* _TASK ITEM_
From the data that follows, copy every line holding the string "Status".

* _ENTRIES SHOWN_

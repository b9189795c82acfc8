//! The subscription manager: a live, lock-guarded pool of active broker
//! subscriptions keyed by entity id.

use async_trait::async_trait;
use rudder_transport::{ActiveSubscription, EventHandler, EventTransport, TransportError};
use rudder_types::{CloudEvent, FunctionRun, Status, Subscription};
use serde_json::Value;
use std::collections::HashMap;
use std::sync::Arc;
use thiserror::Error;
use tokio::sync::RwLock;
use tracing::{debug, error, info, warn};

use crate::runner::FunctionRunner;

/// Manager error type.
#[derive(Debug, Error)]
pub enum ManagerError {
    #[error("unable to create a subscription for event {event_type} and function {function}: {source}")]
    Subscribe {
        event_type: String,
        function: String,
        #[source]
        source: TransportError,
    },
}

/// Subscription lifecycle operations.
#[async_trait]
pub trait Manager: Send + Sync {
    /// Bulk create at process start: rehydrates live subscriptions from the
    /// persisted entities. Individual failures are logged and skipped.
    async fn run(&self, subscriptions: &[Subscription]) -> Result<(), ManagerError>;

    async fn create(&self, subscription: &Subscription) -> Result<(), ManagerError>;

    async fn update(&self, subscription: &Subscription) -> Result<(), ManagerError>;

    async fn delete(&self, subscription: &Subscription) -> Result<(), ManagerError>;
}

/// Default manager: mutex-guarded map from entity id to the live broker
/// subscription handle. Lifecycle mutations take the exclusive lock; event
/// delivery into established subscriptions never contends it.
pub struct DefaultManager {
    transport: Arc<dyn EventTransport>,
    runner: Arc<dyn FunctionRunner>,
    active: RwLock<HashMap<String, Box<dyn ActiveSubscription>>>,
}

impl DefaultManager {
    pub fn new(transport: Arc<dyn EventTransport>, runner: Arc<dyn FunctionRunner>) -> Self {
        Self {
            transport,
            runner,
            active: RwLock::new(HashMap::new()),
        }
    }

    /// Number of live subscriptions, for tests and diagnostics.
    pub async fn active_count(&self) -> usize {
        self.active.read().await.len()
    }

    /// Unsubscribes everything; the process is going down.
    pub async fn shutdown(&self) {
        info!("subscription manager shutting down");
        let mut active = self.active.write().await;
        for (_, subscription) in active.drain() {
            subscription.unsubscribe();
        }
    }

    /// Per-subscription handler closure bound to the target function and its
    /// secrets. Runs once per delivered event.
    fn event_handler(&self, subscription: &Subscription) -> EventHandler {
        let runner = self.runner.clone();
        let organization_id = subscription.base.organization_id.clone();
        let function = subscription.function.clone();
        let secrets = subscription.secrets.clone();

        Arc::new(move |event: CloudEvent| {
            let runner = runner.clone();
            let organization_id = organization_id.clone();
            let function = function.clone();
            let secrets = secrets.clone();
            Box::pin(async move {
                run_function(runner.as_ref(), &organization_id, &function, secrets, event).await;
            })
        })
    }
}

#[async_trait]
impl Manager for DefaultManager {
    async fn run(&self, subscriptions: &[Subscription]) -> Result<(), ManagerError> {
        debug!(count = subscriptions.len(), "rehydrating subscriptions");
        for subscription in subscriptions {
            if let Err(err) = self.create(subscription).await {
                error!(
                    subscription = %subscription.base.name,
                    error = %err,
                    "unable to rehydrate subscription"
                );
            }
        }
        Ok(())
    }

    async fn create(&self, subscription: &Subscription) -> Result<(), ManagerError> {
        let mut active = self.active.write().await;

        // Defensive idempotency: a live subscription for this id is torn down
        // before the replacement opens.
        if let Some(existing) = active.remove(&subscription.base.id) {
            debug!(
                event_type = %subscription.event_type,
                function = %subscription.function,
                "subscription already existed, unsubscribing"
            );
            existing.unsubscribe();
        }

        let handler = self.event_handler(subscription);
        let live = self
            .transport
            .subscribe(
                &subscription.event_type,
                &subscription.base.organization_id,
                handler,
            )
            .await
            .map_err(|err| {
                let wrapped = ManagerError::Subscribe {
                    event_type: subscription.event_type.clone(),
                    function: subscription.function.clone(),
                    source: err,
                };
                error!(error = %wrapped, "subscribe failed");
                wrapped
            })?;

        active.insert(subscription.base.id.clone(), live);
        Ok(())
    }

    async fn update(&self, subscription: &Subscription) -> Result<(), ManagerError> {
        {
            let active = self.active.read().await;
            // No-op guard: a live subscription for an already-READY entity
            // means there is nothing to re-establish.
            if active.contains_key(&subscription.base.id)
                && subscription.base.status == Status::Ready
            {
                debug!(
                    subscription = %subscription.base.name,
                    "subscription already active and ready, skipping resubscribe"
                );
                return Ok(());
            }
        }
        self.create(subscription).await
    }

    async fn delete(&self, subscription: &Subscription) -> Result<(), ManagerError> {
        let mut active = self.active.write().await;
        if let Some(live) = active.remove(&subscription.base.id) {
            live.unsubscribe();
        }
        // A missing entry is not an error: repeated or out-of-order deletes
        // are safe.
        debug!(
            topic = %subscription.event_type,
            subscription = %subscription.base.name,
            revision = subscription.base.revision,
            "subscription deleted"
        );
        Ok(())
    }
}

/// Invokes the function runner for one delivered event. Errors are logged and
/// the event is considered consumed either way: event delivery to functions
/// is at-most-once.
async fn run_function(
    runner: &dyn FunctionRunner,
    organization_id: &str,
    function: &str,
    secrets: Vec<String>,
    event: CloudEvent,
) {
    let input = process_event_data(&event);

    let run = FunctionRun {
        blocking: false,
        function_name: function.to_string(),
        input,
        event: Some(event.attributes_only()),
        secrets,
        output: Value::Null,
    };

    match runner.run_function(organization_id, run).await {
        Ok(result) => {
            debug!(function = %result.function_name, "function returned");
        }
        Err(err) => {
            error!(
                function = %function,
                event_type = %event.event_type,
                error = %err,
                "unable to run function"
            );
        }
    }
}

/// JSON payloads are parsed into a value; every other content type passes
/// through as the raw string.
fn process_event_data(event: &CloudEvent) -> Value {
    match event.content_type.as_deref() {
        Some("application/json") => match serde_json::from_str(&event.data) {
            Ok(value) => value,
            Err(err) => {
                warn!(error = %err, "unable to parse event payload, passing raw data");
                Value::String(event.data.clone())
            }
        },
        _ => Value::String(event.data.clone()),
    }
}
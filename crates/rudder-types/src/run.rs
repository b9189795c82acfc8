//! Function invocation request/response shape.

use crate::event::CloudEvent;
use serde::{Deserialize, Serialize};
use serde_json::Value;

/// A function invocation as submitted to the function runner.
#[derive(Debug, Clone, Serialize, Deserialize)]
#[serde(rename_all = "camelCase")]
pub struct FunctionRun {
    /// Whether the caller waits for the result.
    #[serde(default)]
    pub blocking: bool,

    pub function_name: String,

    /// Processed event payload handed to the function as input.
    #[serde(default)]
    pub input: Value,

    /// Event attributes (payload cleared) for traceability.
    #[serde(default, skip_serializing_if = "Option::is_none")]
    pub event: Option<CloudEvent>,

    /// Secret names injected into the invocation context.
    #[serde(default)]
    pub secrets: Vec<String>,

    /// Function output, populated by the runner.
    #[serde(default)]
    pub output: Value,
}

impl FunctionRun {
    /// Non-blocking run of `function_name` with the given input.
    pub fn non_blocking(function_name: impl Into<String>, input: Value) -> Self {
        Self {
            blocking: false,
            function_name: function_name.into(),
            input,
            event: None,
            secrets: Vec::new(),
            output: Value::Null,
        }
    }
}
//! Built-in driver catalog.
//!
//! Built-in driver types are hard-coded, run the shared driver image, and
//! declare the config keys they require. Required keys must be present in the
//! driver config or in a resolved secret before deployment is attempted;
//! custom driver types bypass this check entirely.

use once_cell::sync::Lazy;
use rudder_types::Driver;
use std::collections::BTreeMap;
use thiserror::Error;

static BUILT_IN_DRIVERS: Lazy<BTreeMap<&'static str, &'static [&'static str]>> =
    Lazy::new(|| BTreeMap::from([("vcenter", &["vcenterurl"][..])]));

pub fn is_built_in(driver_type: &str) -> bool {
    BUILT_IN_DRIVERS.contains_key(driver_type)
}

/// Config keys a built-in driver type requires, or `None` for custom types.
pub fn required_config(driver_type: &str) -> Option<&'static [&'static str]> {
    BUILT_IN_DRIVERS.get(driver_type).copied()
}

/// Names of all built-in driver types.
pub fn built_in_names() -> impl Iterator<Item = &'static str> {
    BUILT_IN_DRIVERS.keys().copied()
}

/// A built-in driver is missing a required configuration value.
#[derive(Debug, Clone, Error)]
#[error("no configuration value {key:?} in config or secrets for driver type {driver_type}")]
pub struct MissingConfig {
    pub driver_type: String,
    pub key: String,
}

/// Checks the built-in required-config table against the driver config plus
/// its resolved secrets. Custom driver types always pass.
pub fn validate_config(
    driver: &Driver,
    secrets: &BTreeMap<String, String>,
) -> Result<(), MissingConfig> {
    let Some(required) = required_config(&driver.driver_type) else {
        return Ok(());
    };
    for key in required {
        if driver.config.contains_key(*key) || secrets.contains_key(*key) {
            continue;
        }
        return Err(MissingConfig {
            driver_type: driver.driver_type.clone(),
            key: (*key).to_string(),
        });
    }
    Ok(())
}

* _ANSWER FOR THE TASK_
use rudder_types::{CloudEvent, FunctionRun, Status, Subscription};
                && subscription.base.status == Status::Ready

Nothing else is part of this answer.